I bought a nice, small dutch oven a time ago and have used it in the kitchen. For camping- what are some of the better recipes, that is, easy to cook in the wilds and easy to clean up.
To be easy to clean make sure it’s well seasoned. Get it hot and oil it every time you use it.
In the woods anything you can make at home will make in the pot.
Oatmeal, corn meal, grits, maltomeal, rice will cook in the pot but is a pain to clean. A quick bread, pancake, or Johnny cake is easier to fry up in the field.
Boiled or stewed meat is easy and cleansup with a wipe.
Raised bread can be baked if you have a lid
If your pots dirty a scoop of wood ash in water and boiled will clean it quickly, just heat dry and oil well when done
I tried the dutch oven once. My girlfriend was not impressed.

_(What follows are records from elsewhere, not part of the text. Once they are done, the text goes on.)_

// Fixed prompt text and canned replies

use crate::providers::ChatMessage;

pub const SYSTEM_INSTRUCTION: &str = "You are a human-like project assistant. \
Structure answers in three parts unless unnecessary: \
(1) a short introductory paragraph summarizing the answer, \
(2) a concise bullet list highlighting key points or items, \
(3) a short concluding paragraph with insight or context. \
Do NOT sound like a database or CSV export. \
Use ONLY the information from the knowledge base. \
Do not invent data. \
Keep bullets short and meaningful.";

pub const NO_DATA_REPLY: &str = "I do not have any project or work item data yet. \
Please fill the CSV files and try again.";

pub const GREETING_REPLY: &str =
    "Hello! How can I help you with your work items or projects today?";

pub const THANKS_REPLY: &str =
    "You're welcome! If you have any questions about your work items or projects, just ask.";

/// Instruction, knowledge base and question as three messages.
pub fn build_messages(knowledge_base: &str, question: &str) -> Vec<ChatMessage> {
    vec![
        ChatMessage::system(SYSTEM_INSTRUCTION),
        ChatMessage::system(format!("Knowledge base:\n{}", knowledge_base)),
        ChatMessage::user(question),
    ]
}
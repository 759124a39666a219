// Knowledge base
//
// Flattens both work item tables into one newline-joined block of sentences.
// Rebuilt from disk on every call; nothing is cached between questions.

mod renderer;

pub use renderer::{is_blank_row, render_row, render_table};

use anyhow::Result;

use crate::store::{Table, WorkItemStore};

/// Project sentences first, then developer sentences, each in file order.
pub fn build_knowledge_base(store: &WorkItemStore) -> Result<String> {
    let mut sentences = Vec::new();

    for table in Table::ALL {
        let records = store.read_all(table)?;
        let rendered = render_table(table, &records);
        tracing::debug!(
            table = %table,
            rows = records.len(),
            sentences = rendered.len(),
            "Rendered table"
        );
        sentences.extend(rendered);
    }

    Ok(sentences.join("\n"))
}

#[cfg(test)]
mod tests {
    use super::*;
    use crate::store::Record;
    use tempfile::TempDir;

    fn record(pairs: &[(&str, &str)]) -> Record {
        pairs
            .iter()
            .map(|(k, v)| (k.to_string(), v.to_string()))
            .collect()
    }

    #[test]
    fn test_empty_tables_give_empty_knowledge_base() {
        let dir = TempDir::new().unwrap();
        let store = WorkItemStore::new(dir.path());
        store.ensure_schema().unwrap();

        assert_eq!(build_knowledge_base(&store).unwrap(), "");
    }

    #[test]
    fn test_projects_precede_developers() {
        let dir = TempDir::new().unwrap();
        let store = WorkItemStore::new(dir.path());

        store
            .append(
                Table::Developers,
                &record(&[("developer_name", "Sam"), ("work_item_id", "9")]),
            )
            .unwrap();
        store
            .append(
                Table::Projects,
                &record(&[("project_name", "Apollo"), ("work_item_id", "1")]),
            )
            .unwrap();
        store
            .append(
                Table::Projects,
                &record(&[("project_name", "Zephyr"), ("work_item_id", "2")]),
            )
            .unwrap();

        let kb = build_knowledge_base(&store).unwrap();
        let lines: Vec<&str> = kb.lines().collect();
        assert_eq!(lines.len(), 3);
        assert!(lines[0].starts_with("Project 'Apollo'"));
        assert!(lines[1].starts_with("Project 'Zephyr'"));
        assert!(lines[2].starts_with("Developer 'Sam'"));
    }
}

I dug a Dutch oven out of a fire 40 years ago and it has been the best dinner getter since. The fire was probably a week gone by and there set that Dutch oven empty. My first comment was " What damned fool would leave his pot?" Amazes me through the years what a trek in the deep woods could turn up. Not much of that kind of bush left that some pilgrim hasn't made his presence known and if anything is abandoned it is made in china.
You can cook damn near anything in a dutch oven. Long as you are savvy to control the fires/coals. Biscuits don't want he same heat and duration as stews. A braise, like cacciatore, is long and slow. Got the requisite attention to the fire and patience? That fire is not controlled by a knob.
If I remember, hold your hand over the coals and count to three; if more than three fire to cold, if less than three fire too hot. Feel free to correct me. It has been a while since I used a fire for anything besides heat and light. Got lazy and use stove.
Too many variables. For starters different woods different fuel values. Air temperature. Wind. I don't think your answer will be found any way but the trial and error road to practical experience.I've used the kitchen oven with the Dutch inside to try it out, cubed pork shoulder, onions, carrots, a few cloves and garlic- came out great and not to hard to wipe clean. My issue is how do you know how hot the thing is with coals on top and bottom? It has legs.